* _Brief_
Return exactly the lines of the records below, starting at the line that contains "pub async fn recorded_conversions(&self)" and ending at the line that contains "pub async fn conversion_count(&self)", with both of those lines kept.

* _Input material_
------------------------------------------------------------

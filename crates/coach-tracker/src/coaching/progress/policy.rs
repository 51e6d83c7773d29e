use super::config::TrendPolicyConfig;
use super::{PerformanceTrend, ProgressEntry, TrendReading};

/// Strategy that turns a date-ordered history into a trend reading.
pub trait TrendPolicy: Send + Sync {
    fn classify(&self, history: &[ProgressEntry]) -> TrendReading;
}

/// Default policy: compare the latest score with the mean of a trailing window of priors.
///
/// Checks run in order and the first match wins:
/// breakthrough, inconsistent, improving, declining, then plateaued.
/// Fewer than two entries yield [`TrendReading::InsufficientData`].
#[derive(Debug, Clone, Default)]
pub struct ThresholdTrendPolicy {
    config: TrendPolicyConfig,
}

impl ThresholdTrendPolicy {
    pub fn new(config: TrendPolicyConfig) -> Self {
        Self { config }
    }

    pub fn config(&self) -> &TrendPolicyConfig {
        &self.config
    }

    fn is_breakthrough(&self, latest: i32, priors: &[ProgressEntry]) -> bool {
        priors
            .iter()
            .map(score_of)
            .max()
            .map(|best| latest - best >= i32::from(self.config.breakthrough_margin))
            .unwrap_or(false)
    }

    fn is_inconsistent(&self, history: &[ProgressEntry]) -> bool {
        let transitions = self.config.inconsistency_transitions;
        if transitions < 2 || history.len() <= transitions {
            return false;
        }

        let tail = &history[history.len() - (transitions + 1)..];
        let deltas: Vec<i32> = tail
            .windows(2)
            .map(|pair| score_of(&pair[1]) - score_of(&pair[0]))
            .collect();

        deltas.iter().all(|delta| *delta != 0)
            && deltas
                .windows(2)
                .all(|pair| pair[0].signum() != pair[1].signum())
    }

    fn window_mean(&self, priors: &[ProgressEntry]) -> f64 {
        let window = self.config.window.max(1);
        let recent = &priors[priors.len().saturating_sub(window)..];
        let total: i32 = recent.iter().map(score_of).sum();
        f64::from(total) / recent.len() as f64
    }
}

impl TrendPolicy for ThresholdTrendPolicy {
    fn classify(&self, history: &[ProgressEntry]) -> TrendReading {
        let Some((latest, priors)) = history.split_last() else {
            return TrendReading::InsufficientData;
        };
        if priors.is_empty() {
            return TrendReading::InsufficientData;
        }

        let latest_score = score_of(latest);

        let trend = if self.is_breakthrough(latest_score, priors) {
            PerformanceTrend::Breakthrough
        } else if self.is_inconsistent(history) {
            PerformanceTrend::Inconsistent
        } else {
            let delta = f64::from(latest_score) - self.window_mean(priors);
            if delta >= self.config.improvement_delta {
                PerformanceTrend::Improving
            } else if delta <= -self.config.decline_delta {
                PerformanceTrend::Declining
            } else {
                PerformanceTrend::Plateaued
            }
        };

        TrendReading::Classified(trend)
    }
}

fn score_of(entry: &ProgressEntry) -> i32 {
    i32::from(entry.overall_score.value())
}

------------------------------------------------------------

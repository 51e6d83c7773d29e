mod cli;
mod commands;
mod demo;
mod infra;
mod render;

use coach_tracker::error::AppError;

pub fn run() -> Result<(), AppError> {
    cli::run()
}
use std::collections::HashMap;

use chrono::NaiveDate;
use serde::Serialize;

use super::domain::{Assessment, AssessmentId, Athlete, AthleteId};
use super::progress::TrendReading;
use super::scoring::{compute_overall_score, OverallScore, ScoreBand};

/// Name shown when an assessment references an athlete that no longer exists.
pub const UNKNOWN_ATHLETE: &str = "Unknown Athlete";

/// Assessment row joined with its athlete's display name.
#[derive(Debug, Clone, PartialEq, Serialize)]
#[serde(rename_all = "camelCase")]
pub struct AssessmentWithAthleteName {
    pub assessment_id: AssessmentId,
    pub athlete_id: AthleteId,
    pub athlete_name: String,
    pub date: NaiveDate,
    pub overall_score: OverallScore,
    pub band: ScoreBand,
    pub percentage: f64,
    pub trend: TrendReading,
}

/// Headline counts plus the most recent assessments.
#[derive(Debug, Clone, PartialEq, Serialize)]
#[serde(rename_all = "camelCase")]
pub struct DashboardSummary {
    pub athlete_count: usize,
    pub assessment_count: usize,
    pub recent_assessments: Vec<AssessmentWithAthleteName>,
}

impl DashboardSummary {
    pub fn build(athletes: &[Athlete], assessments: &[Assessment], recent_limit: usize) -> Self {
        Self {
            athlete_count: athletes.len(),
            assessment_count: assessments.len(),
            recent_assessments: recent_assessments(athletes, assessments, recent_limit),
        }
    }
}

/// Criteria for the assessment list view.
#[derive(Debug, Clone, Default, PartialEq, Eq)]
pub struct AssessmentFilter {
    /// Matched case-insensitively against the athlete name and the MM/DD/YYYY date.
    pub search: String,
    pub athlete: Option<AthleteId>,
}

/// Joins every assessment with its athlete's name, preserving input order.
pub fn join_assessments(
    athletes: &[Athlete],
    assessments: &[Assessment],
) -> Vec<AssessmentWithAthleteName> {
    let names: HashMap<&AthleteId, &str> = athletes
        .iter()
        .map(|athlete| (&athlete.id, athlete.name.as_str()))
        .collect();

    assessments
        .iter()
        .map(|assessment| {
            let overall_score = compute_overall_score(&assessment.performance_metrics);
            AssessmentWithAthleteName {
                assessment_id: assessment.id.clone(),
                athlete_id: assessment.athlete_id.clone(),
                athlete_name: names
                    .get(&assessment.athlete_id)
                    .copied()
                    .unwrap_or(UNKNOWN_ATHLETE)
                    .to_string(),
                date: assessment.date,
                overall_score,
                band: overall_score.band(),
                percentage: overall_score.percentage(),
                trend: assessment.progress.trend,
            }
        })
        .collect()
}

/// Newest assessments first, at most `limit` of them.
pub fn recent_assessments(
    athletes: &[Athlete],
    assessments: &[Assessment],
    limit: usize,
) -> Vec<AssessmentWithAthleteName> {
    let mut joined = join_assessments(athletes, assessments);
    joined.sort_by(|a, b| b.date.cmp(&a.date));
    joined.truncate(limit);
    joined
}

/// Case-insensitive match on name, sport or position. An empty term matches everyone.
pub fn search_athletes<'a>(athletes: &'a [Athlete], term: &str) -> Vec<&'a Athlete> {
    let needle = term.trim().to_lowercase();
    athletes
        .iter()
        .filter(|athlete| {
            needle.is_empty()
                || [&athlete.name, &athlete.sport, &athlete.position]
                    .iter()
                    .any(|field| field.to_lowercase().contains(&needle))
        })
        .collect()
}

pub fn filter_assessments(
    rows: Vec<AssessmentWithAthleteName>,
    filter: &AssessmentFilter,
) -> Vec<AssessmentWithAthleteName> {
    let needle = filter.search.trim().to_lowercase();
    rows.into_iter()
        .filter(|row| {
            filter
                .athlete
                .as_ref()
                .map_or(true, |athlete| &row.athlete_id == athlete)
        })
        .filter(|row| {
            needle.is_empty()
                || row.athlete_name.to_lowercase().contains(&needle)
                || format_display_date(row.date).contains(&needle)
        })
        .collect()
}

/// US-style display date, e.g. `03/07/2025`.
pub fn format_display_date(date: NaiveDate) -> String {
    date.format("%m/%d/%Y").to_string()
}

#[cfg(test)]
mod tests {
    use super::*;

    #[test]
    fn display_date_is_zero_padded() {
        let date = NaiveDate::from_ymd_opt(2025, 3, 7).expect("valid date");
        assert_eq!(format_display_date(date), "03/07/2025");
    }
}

------------------------------------------------------------

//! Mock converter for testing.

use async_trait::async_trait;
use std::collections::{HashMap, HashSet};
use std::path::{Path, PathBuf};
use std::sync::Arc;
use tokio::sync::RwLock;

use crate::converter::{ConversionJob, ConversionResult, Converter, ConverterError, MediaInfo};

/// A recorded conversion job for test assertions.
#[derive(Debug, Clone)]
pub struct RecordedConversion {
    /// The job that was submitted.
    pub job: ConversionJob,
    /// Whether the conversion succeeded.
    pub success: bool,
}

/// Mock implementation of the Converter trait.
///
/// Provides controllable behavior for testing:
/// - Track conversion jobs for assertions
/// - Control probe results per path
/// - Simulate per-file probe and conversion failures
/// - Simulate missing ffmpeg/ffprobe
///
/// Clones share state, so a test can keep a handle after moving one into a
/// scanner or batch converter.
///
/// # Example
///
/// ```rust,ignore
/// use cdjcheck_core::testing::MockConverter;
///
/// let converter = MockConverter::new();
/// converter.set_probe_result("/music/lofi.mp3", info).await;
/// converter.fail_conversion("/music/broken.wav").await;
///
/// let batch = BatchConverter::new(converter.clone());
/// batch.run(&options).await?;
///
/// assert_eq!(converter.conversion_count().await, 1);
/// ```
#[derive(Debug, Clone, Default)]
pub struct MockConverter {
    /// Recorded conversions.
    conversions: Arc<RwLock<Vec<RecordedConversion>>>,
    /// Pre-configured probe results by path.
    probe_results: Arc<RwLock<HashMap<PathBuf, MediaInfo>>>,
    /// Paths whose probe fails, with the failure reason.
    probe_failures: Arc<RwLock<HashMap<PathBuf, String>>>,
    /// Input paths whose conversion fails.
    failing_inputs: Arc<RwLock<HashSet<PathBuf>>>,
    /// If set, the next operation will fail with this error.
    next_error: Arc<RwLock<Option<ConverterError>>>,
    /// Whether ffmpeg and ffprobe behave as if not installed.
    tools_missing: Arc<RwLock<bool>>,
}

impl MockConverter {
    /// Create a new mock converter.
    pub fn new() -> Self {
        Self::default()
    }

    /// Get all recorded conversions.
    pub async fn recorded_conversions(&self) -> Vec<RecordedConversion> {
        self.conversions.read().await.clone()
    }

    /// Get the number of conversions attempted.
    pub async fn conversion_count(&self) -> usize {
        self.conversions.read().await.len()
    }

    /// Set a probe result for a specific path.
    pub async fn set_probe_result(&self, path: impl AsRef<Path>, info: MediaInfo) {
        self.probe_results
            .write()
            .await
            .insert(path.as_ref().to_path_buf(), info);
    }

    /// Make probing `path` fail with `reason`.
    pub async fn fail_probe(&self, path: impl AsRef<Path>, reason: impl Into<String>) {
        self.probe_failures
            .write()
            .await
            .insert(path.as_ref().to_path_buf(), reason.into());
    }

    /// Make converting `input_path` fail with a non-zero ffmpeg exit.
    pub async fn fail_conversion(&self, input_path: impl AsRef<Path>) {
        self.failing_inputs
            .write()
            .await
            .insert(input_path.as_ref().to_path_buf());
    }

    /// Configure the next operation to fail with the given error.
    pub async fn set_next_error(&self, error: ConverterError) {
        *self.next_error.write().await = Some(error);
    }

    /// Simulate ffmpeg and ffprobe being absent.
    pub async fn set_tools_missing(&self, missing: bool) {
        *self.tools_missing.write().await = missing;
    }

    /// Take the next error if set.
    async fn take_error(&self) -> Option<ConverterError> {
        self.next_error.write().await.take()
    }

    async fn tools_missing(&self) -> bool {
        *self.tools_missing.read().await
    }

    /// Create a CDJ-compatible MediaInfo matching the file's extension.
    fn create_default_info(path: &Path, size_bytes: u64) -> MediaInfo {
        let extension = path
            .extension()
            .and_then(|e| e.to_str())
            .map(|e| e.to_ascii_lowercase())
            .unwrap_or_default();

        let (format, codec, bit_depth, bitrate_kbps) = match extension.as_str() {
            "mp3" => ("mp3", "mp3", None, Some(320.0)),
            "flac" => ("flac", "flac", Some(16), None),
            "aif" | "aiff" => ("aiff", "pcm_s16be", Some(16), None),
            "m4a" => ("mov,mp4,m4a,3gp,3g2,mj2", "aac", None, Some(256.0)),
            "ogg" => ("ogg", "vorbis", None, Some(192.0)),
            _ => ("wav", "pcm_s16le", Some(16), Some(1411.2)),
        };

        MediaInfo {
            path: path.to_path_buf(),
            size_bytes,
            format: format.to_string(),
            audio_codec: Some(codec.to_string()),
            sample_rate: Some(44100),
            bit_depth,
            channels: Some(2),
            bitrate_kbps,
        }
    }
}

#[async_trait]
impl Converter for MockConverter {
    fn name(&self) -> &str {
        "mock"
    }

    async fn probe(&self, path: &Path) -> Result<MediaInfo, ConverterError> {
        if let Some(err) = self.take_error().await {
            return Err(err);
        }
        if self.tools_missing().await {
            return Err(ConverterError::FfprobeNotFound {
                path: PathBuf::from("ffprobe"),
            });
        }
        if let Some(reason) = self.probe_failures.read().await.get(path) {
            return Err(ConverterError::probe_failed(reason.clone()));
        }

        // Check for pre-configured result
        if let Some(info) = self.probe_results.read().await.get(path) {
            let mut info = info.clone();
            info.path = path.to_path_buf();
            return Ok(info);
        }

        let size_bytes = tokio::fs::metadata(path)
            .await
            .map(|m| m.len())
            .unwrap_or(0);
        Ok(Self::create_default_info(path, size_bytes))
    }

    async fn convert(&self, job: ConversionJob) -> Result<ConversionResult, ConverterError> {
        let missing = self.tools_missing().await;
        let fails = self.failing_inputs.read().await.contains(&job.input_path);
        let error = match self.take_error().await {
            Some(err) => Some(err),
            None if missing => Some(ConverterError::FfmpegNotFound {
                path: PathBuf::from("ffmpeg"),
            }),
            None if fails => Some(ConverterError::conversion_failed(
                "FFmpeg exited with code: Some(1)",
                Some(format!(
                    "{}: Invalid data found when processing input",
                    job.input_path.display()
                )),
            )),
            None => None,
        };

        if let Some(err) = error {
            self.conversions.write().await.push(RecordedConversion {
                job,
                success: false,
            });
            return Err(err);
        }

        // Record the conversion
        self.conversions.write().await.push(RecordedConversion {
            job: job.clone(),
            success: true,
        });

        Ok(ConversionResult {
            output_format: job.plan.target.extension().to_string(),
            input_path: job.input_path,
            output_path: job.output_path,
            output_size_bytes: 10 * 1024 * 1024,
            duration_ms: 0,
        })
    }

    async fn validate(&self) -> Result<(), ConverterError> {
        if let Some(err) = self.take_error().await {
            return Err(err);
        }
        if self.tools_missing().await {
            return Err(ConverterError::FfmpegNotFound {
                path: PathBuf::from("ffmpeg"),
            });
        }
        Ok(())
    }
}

------------------------------------------------------------

* _Answer below_
    pub async fn recorded_conversions(&self) -> Vec<RecordedConversion> {
        self.conversions.read().await.clone()
    }

    /// Get the number of conversions attempted.
    pub async fn conversion_count(&self) -> usize {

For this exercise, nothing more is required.